◆ **Exercise prompt**: Each entry below is to be duplicated precisely.
━━ Records shown
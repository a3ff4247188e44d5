//! Application layer errors.
//!
//! These errors represent failures in orchestration and I/O, not business
//! logic. Validation and composition errors are `DomainError` from
//! `crate::domain`.
//!
//! Variants may carry paths and compiler exit codes for logs; the text sent
//! to callers comes from [`PlateError::public_message`] instead.
//!
//! [`PlateError::public_message`]: crate::error::PlateError::public_message

use std::path::PathBuf;
use std::time::Duration;

use thiserror::Error;

use crate::error::ErrorCategory;

/// Errors that occur while loading scripts or driving the compiler.
#[derive(Debug, Error, Clone)]
pub enum ApplicationError {
    /// The compiler exited unsuccessfully.
    #[error("Geometry compiler failed (exit code {})", display_code(.exit_code))]
    RenderFailed { exit_code: Option<i32> },

    /// The compiler did not finish in time and was killed.
    #[error("Geometry compiler timed out after {after:?}")]
    RenderTimeout { after: Duration },

    /// The compiler reported success but produced no output file.
    #[error("Geometry compiler exited successfully but produced no output")]
    RenderIncomplete,

    /// The compiler process could not be started.
    #[error("Geometry compiler unavailable: {reason}")]
    CompilerUnavailable { reason: String },

    /// A registered template has no source script.
    #[error("Template '{template}' references missing script '{reference}'")]
    ScriptSourceMissing { template: String, reference: String },

    /// A source script exists but could not be read.
    #[error("Failed to load script '{reference}': {reason}")]
    ScriptLoadFailed { reference: String, reason: String },

    /// Filesystem operation failed.
    #[error("Filesystem error at {path}: {reason}")]
    FilesystemError { path: PathBuf, reason: String },

    /// Shared adapter state was poisoned.
    #[error("Adapter lock poisoned")]
    StoreLockError,
}

fn display_code(code: &Option<i32>) -> String {
    code.map_or_else(|| "none".to_string(), |c| c.to_string())
}

impl ApplicationError {
    /// Get user-actionable suggestions.
    pub fn suggestions(&self) -> Vec<String> {
        match self {
            Self::RenderFailed { .. } => vec![
                "The geometry compiler rejected the generated script".into(),
                "Run with -vv to see the compiler diagnostics".into(),
            ],
            Self::RenderTimeout { after } => vec![
                format!("Rendering took longer than {}s", after.as_secs()),
                "Increase compiler.timeout_secs or use --timeout".into(),
            ],
            Self::RenderIncomplete => vec![
                "The compiler produced no model file".into(),
                "Check that the output directory is writable".into(),
            ],
            Self::CompilerUnavailable { .. } => vec![
                "Install OpenSCAD and make sure `openscad` is on your PATH".into(),
                "Or point compiler.binary / --compiler at the executable".into(),
            ],
            Self::ScriptSourceMissing { reference, .. } => vec![
                format!("Provide '{reference}' in the configured scripts directory"),
                "Or unset paths.scripts_dir to use the bundled scripts".into(),
            ],
            Self::ScriptLoadFailed { .. } => vec!["Check permissions on the scripts directory".into()],
            Self::FilesystemError { path, .. } => vec![
                format!("Failed to access: {}", path.display()),
                "Check that you have write permissions".into(),
                "Check available disk space".into(),
            ],
            Self::StoreLockError => vec![
                "A previous operation panicked while holding adapter state".into(),
                "Restart the process".into(),
            ],
        }
    }

    /// Get error category.
    pub fn category(&self) -> ErrorCategory {
        match self {
            Self::RenderFailed { .. }
            | Self::RenderTimeout { .. }
            | Self::RenderIncomplete
            | Self::CompilerUnavailable { .. } => ErrorCategory::Render,
            Self::ScriptSourceMissing { .. } => ErrorCategory::Configuration,
            Self::ScriptLoadFailed { .. } | Self::FilesystemError { .. } => ErrorCategory::Io,
            Self::StoreLockError => ErrorCategory::Internal,
        }
    }
}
━━━━
◆ **Exercise answer**:
repository a3ff4247188e44d5
//! Application layer errors.
//!
//! These errors represent failures in orchestration and I/O, not business
//! logic. Validation and composition errors are `DomainError` from
//! `crate::domain`.
//!
//! Variants may carry paths and compiler exit codes for logs; the text sent
//! to callers comes from [`PlateError::public_message`] instead.
//!
//! [`PlateError::public_message`]: crate::error::PlateError::public_message

use std::path::PathBuf;
use std::time::Duration;

use thiserror::Error;

use crate::error::ErrorCategory;

/// Errors that occur while loading scripts or driving the compiler.
#[derive(Debug, Error, Clone)]
pub enum ApplicationError {
    /// The compiler exited unsuccessfully.
    #[error("Geometry compiler failed (exit code {})", display_code(.exit_code))]
    RenderFailed { exit_code: Option<i32> },

    /// The compiler did not finish in time and was killed.
    #[error("Geometry compiler timed out after {after:?}")]
    RenderTimeout { after: Duration },

    /// The compiler reported success but produced no output file.
    #[error("Geometry compiler exited successfully but produced no output")]
    RenderIncomplete,

    /// The compiler process could not be started.
    #[error("Geometry compiler unavailable: {reason}")]
    CompilerUnavailable { reason: String },

    /// A registered template has no source script.
    #[error("Template '{template}' references missing script '{reference}'")]
    ScriptSourceMissing { template: String, reference: String },

    /// A source script exists but could not be read.
    #[error("Failed to load script '{reference}': {reason}")]
    ScriptLoadFailed { reference: String, reason: String },

    /// Filesystem operation failed.
    #[error("Filesystem error at {path}: {reason}")]
    FilesystemError { path: PathBuf, reason: String },

    /// Shared adapter state was poisoned.
    #[error("Adapter lock poisoned")]
    StoreLockError,
}

fn display_code(code: &Option<i32>) -> String {
    code.map_or_else(|| "none".to_string(), |c| c.to_string())
}

impl ApplicationError {
    /// Get user-actionable suggestions.
    pub fn suggestions(&self) -> Vec<String> {
        match self {
            Self::RenderFailed { .. } => vec![
                "The geometry compiler rejected the generated script".into(),
                "Run with -vv to see the compiler diagnostics".into(),
            ],
            Self::RenderTimeout { after } => vec![
                format!("Rendering took longer than {}s", after.as_secs()),
                "Increase compiler.timeout_secs or use --timeout".into(),
            ],
            Self::RenderIncomplete => vec![
                "The compiler produced no model file".into(),
                "Check that the output directory is writable".into(),
            ],
            Self::CompilerUnavailable { .. } => vec![
                "Install OpenSCAD and make sure `openscad` is on your PATH".into(),
                "Or point compiler.binary / --compiler at the executable".into(),
            ],
            Self::ScriptSourceMissing { reference, .. } => vec![
                format!("Provide '{reference}' in the configured scripts directory"),
                "Or unset paths.scripts_dir to use the bundled scripts".into(),
            ],
            Self::ScriptLoadFailed { .. } => vec!["Check permissions on the scripts directory".into()],
            Self::FilesystemError { path, .. } => vec![
                format!("Failed to access: {}", path.display()),
                "Check that you have write permissions".into(),
                "Check available disk space".into(),
            ],
            Self::StoreLockError => vec![
                "A previous operation panicked while holding adapter state".into(),
                "Restart the process".into(),
            ],
        }
    }

    /// Get error category.
    pub fn category(&self) -> ErrorCategory {
        match self {
            Self::RenderFailed { .. }
            | Self::RenderTimeout { .. }
            | Self::RenderIncomplete
            | Self::CompilerUnavailable { .. } => ErrorCategory::Render,
            Self::ScriptSourceMissing { .. } => ErrorCategory::Configuration,
            Self::ScriptLoadFailed { .. } | Self::FilesystemError { .. } => ErrorCategory::Io,
            Self::StoreLockError => ErrorCategory::Internal,
        }
    }
}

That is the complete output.